Eponymysing Dr Dozer

Thursday, December 22, 2005

holiday

Holiday comming up. My house is a mess. Got a working shower and kitchen, the heating works and my doors lock. But, most walls don't have wallpaper (some don't have plaster) and there's no carpet downstairs. Family arrive in a few hourse. Joy!

Been doing my bit for wikipedia - an article a day keeps the register at bay - but my spelling and grammar perhaps count against my improvements to content. Perhaps the articles hould be spell-checked?

Reading my way through a load of sci-fi. Couldn't finnish Disaster Area - found it just a bit turgid. Like P K Dick without the art. Hey ho. Started Systems of the World, so hope to have completed that trillogy before the holiday is out.

Wednesday, November 23, 2005

Revisiting symbols

I'm taking yet another look at the bjv2 biological symbols model. This time I've sliced it differently yet again. Ambiguity represents things that are potentially ambiguous. Symbol represents things that are not ambiguous. Token is a super-interface of both. Alphabets are over Symbols and have methods to obtain Ambiguities for symbols. A TokenBuffer contains tokens and is specialised for AmbiguityBuffer and SymbolBuffer. Similarly, the io tokenization stuff works with Tokens, and it may be necisary to specialise this for ambiguities and symbols.

I hope that this particular way of slicing things will give a better level of control over the symbols, their stoorage and extra API that particular symbol classes expose. Also, I'm hoping to be able to retro-fit basis symbols and use annotations to code-generate mapping functions to extract components of the basis symbols with full type-safety.

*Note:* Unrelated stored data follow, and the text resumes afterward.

//! Configuration loader with file and environment variable support

use crate::{ConfigError, WorkQueueConfig};
use std::env;
use std::path::PathBuf;
use tracing::{info, warn};

/// Standard config file search paths
const CONFIG_PATHS: &[&str] = &[
    "workqueue.toml",
    "config.toml",
    "./config/workqueue.toml",
    "/etc/workqueue/config.toml",
];

/// Configuration loader
pub struct ConfigLoader {
    config_path: Option<PathBuf>,
}

impl ConfigLoader {
    /// Create a new configuration loader
    pub fn new() -> Self {
        Self { config_path: None }
    }

    /// Create a loader with a specific config file path
    pub fn with_path<P: Into<PathBuf>>(path: P) -> Self {
        Self {
            config_path: Some(path.into()),
        }
    }

    /// Load configuration from file (if found) with environment variable
    /// overrides, then validate it
    pub fn load(&self) -> Result<WorkQueueConfig, ConfigError> {
        let mut config = WorkQueueConfig::default();

        if let Some(path) = self.find_config_file() {
            info!(?path, "Loading configuration from file");
            config = WorkQueueConfig::from_file(&path)?;
        }

        apply_overrides(&mut config, |key| env::var(key).ok());
        config.validate()?;

        Ok(config)
    }

    /// Find the configuration file to use
    fn find_config_file(&self) -> Option<PathBuf> {
        if let Some(path) = &self.config_path {
            if path.exists() {
                return Some(path.clone());
            }
            warn!(?path, "Configured file not found, searching default locations");
        }

        if let Ok(path) = env::var("WQ_CONFIG") {
            let path = PathBuf::from(path);
            if path.exists() {
                return Some(path);
            }
        }

        CONFIG_PATHS
            .iter()
            .map(PathBuf::from)
            .find(|path| path.exists())
    }
}

impl Default for ConfigLoader {
    fn default() -> Self {
        Self::new()
    }
}

fn parse_list(val: &str) -> Option<Vec<u64>> {
    val.split(',')
        .map(|s| s.trim().parse::<u64>().ok())
        .collect()
}

/// Apply `WQ_*` overrides. `lookup` resolves a variable name to its value.
pub(crate) fn apply_overrides<F>(config: &mut WorkQueueConfig, lookup: F)
where
    F: Fn(&str) -> Option<String>,
{
    // Worker
    if let Some(val) = lookup("WQ_WORKER_COUNT") {
        if let Ok(count) = val.parse() {
            config.worker.worker_count = count;
        }
    }
    if let Some(val) = lookup("WQ_SINGLE_WORKER_WHEN_IDLE") {
        config.worker.single_worker_when_idle = val.parse().unwrap_or(true);
    }
    if let Some(val) = lookup("WQ_STOP_TIMEOUT_MS") {
        if let Ok(ms) = val.parse() {
            config.worker.time_to_wait_for_workers_to_stop_ms = ms;
        }
    }
    if let Some(val) = lookup("WQ_CANCEL_TIMEOUT_MS") {
        if let Ok(ms) = val.parse() {
            config.worker.time_to_wait_for_workers_to_cancel_ms = ms;
        }
    }
    if let Some(val) = lookup("WQ_ABORT_WORKER_THREADS") {
        config.worker.abort_worker_threads_when_stopping = val.parse().unwrap_or(false);
    }

    // Heartbeat
    if let Some(val) = lookup("WQ_HEARTBEAT_ENABLED") {
        config.heart_beat.enabled = val.parse().unwrap_or(true);
    }
    if let Some(val) = lookup("WQ_HEARTBEAT_CHECK_TIME_MS") {
        if let Ok(ms) = val.parse() {
            config.heart_beat.check_time_ms = ms;
        }
    }
    if let Some(val) = lookup("WQ_HEARTBEAT_TIME_MS") {
        if let Ok(ms) = val.parse() {
            config.heart_beat.time_ms = ms;
        }
    }
    if let Some(val) = lookup("WQ_HEARTBEAT_THREADS") {
        if let Ok(threads) = val.parse() {
            config.heart_beat.thread_pool_size = threads;
        }
    }

    // Backoff
    if let Some(list) = lookup("WQ_NO_MESSAGE_WAIT_MS").as_deref().and_then(parse_list) {
        config.queue_wait.no_message_ms = list;
    }
    if let Some(list) = lookup("WQ_FATAL_ERROR_WAIT_MS").as_deref().and_then(parse_list) {
        config.queue_wait.fatal_error_ms = list;
    }

    // Retry
    if let Some(val) = lookup("WQ_MAX_RETRIES") {
        if let Ok(retries) = val.parse() {
            config.retry.max_retries = retries;
        }
    }

    // Expiration
    if let Some(val) = lookup("WQ_MESSAGE_EXPIRATION_ENABLED") {
        config.message_expiration.enabled = val.parse().unwrap_or(true);
    }

    // Transport
    if let Some(val) = lookup("WQ_CONNECTION_STRING") {
        config.transport.connection_string = val;
    }
    if let Some(val) = lookup("WQ_QUEUE_NAME") {
        config.transport.queue_name = val;
    }
}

For example, I want to be able to have an alignment with getQuery(), getSource() and getState(), where we know the classes of the tree components, and can extract a TokenBuffer for just one component of this e.g. the state, still with type-safety.

So - now the API is roughly in place, I need to write some apps that use this, fill in the booring implementation code and see how easy/prety it is to use.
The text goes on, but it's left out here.